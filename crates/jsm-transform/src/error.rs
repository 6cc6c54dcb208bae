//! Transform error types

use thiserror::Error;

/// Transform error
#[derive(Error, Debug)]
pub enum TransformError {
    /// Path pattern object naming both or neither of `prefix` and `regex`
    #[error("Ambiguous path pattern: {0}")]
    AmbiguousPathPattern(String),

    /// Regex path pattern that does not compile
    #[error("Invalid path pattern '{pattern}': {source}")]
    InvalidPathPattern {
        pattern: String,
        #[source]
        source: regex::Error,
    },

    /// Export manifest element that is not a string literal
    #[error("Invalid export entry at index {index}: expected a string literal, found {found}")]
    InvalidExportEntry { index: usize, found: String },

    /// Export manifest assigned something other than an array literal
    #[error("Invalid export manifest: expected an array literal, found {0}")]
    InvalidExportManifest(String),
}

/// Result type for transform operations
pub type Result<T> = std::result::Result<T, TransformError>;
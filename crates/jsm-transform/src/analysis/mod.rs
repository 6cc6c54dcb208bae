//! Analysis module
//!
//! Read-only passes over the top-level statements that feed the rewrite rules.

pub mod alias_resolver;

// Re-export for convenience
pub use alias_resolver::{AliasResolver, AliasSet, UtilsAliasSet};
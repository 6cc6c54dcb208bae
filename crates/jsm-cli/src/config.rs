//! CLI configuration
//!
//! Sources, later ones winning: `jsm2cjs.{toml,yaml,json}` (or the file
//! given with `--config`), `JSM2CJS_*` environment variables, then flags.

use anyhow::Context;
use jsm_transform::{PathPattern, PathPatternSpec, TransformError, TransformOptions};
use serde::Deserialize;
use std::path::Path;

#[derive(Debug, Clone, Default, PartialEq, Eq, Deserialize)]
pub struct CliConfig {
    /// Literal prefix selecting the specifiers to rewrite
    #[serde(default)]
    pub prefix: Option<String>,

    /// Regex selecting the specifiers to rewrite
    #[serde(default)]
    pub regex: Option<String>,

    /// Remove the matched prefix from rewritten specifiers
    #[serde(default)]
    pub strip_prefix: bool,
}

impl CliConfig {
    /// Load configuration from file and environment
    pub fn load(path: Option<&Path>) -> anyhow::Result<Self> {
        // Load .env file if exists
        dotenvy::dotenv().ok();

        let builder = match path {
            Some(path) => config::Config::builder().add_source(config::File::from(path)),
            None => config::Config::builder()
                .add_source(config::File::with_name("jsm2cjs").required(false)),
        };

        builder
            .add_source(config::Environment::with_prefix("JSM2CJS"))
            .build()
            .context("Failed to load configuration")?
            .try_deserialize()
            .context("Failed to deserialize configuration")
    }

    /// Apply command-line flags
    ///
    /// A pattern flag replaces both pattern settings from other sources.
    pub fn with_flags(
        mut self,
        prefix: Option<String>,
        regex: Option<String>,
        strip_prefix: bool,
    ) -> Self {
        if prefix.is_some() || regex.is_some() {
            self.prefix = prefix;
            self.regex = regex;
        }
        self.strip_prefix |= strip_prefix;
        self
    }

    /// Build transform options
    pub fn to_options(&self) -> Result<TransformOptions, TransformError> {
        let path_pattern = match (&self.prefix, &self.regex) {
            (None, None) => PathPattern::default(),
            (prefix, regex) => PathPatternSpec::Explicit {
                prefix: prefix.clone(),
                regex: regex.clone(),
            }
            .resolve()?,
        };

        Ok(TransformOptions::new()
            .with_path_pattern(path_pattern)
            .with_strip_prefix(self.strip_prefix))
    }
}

Problem statement -
Beginning with the very first line of the records above, please retype each line through the one that has "not a string literal", and add nothing.

Answer to the problem -
filename crates/jsm-transform/src/error.rs
repository 6cc6c54dcb208bae
//! Transform error types

use thiserror::Error;

/// Transform error
#[derive(Error, Debug)]
pub enum TransformError {
    /// Path pattern object naming both or neither of `prefix` and `regex`
    #[error("Ambiguous path pattern: {0}")]
    AmbiguousPathPattern(String),

    /// Regex path pattern that does not compile
    #[error("Invalid path pattern '{pattern}': {source}")]
    InvalidPathPattern {
        pattern: String,
        #[source]
        source: regex::Error,
    },

    /// Export manifest element that is not a string literal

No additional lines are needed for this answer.